Records contained in a dataset

/---

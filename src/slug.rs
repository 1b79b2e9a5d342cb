//! Title-to-slug derivation and workflow ID generation.

use std::time::{SystemTime, UNIX_EPOCH};

const MAX_SLUG_LEN: usize = 50;
const MAX_COLLISION_ATTEMPTS: u32 = 100;

/// Derive a URL-safe slug from a title: lowercase, collapse runs of
/// non-`[a-z0-9]` characters into a single `-`, trim leading/trailing `-`,
/// and cap at [`MAX_SLUG_LEN`] characters without ever cutting mid-token.
///
/// Empty input (or input that slugifies to nothing) returns `"workflow"`.
pub fn slugify(title: &str) -> String {
    let mut slug = String::with_capacity(title.len());
    let mut last_was_dash = false;

    for ch in title.chars() {
        if ch.is_ascii_alphanumeric() {
            slug.push(ch.to_ascii_lowercase());
            last_was_dash = false;
        } else if !last_was_dash && !slug.is_empty() {
            slug.push('-');
            last_was_dash = true;
        }
    }

    while slug.ends_with('-') {
        slug.pop();
    }

    if slug.len() > MAX_SLUG_LEN {
        slug.truncate(MAX_SLUG_LEN);
        if let Some(last_dash) = slug.rfind('-') {
            slug.truncate(last_dash);
        }
        while slug.ends_with('-') {
            slug.pop();
        }
    }

    if slug.is_empty() {
        "workflow".to_string()
    } else {
        slug
    }
}

/// Produce a slug for `title` that is not present in `existing`.
///
/// Tries the bare slug first, then `-1`, `-2`, … up to
/// [`MAX_COLLISION_ATTEMPTS`]; if every numbered variant is also taken,
/// falls back to appending a nanosecond timestamp so the call always
/// terminates with a fresh slug.
pub fn generate_unique_slug(title: &str, existing: &[String]) -> String {
    let base = slugify(title);
    if !existing.iter().any(|s| s == &base) {
        return base;
    }

    for n in 1..=MAX_COLLISION_ATTEMPTS {
        let candidate = format!("{base}-{n}");
        if !existing.iter().any(|s| s == &candidate) {
            return candidate;
        }
    }

    let nanos = SystemTime::now()
        .duration_since(UNIX_EPOCH)
        .map(|d| d.as_nanos())
        .unwrap_or(0);
    format!("{base}-{nanos}")
}

const CROCKFORD_ALPHABET: &[u8] = b"0123456789ABCDEFGHJKMNPQRSTVWXYZ";

/// Mint a 16-character Crockford-base32, ULID-shaped workflow id prefixed
/// with `wf_`. Not a real ULID (no monotonic random component beyond the
/// timestamp) — just a sortable, collision-resistant opaque string.
pub fn id() -> String {
    let nanos = SystemTime::now()
        .duration_since(UNIX_EPOCH)
        .map(|d| d.as_nanos())
        .unwrap_or(0);

    let mut value = nanos;
    let mut chars = [0u8; 16];
    for slot in chars.iter_mut().rev() {
        *slot = CROCKFORD_ALPHABET[(value % 32) as usize];
        value /= 32;
    }

    format!("wf_{}", String::from_utf8_lossy(&chars))
}

#[cfg(test)]
mod tests {
    use super::*;

    #[test]
    fn lowercases_and_collapses_separators() {
        assert_eq!(slugify("Deploy!"), "deploy");
        assert_eq!(slugify("Restart Service Safely"), "restart-service-safely");
        assert_eq!(slugify("  -- weird ___ title --  "), "weird-title");
    }

    #[test]
    fn empty_input_falls_back_to_workflow() {
        assert_eq!(slugify(""), "workflow");
        assert_eq!(slugify("!!!"), "workflow");
    }

    #[test]
    fn caps_at_fifty_without_cutting_mid_token() {
        let title = "a".repeat(50);
        assert_eq!(slugify(&title).len(), 50);

        let title = format!("{} {}", "a".repeat(48), "bbbbb");
        let slug = slugify(&title);
        assert!(slug.len() <= MAX_SLUG_LEN);
        assert!(!slug.ends_with('-'));
        assert_eq!(slug, "a".repeat(48));
    }

    #[test]
    fn slugify_is_idempotent() {
        let title = "Some Mixed_CASE--title!!";
        assert_eq!(slugify(&slugify(title)), slugify(title));
    }

    #[test]
    fn collision_resolution_appends_numeric_suffix() {
        let existing = vec!["deploy".to_string(), "deploy-1".to_string()];
        assert_eq!(generate_unique_slug("Deploy!", &existing), "deploy-2");
    }

    #[test]
    fn collision_resolution_is_noop_without_collision() {
        let existing = vec!["other".to_string()];
        assert_eq!(generate_unique_slug("Deploy!", &existing), "deploy");
    }

    #[test]
    fn id_has_wf_prefix_and_sixteen_body_chars() {
        let a = id();
        assert!(a.starts_with("wf_"));
        assert_eq!(a.len(), 3 + 16);
    }
}
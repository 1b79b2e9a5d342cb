//! Zsh extended-history parser: `:<ts>:<elapsed>;<command>`. A trailing `\`
//! on the command continues into the next line (the backslash and any
//! trailing whitespace before it are stripped). Unrecognized lines attach
//! to the current open command.

use chrono::{DateTime, Utc};

use super::bash::HistoryCommand;

pub fn parse(contents: &str) -> Vec<HistoryCommand> {
    let mut commands = Vec::new();
    let mut open: Option<(Option<DateTime<Utc>>, String)> = None;

    for raw_line in contents.lines() {
        if let Some((timestamp, mut command)) = open.take() {
            let trimmed_end = raw_line.trim_end();
            if let Some(stripped) = trimmed_end.strip_suffix('\\') {
                command.push('\n');
                command.push_str(stripped.trim_end());
                open = Some((timestamp, command));
            } else {
                command.push('\n');
                command.push_str(raw_line);
                commands.push(HistoryCommand { command, timestamp });
            }
            continue;
        }

        if let Some(rest) = raw_line.strip_prefix(':') {
            if let Some((header, command)) = rest.split_once(';') {
                let timestamp = header
                    .split_once(':')
                    .and_then(|(ts, _elapsed)| ts.trim().parse::<i64>().ok())
                    .and_then(|secs| DateTime::from_timestamp(secs, 0));

                if let Some(stripped) = command.trim_end().strip_suffix('\\') {
                    open = Some((timestamp, stripped.trim_end().to_string()));
                } else {
                    commands.push(HistoryCommand {
                        command: command.to_string(),
                        timestamp,
                    });
                }
                continue;
            }
        }

        // Unrecognized line with nothing open: skip rather than fail.
    }

    if let Some((timestamp, command)) = open {
        commands.push(HistoryCommand { command, timestamp });
    }

    commands
}

#[cfg(test)]
mod tests {
    use super::*;

    #[test]
    fn parses_extended_format_with_timestamp() {
        let contents = ":1700000000:0;echo hi\n";
        let commands = parse(contents);
        assert_eq!(commands.len(), 1);
        assert_eq!(commands[0].command, "echo hi");
        assert!(commands[0].timestamp.is_some());
    }

    #[test]
    fn joins_trailing_backslash_continuation() {
        let contents = ":1700000000:0;echo one \\\necho two\n";
        let commands = parse(contents);
        assert_eq!(commands.len(), 1);
        assert_eq!(commands[0].command, "echo one\necho two");
    }

    #[test]
    fn skips_unrecognized_lines_with_nothing_open() {
        let contents = "garbage line\n:1700000000:0;echo hi\n";
        let commands = parse(contents);
        assert_eq!(commands.len(), 1);
        assert_eq!(commands[0].command, "echo hi");
    }
}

\---

## [Directions for this task]
Among the lines of the data above, find those with the word "ULID" and show them.

## [Expected answer]
/// Mint a 16-character Crockford-base32, ULID-shaped workflow id prefixed
/// with `wf_`. Not a real ULID (no monotonic random component beyond the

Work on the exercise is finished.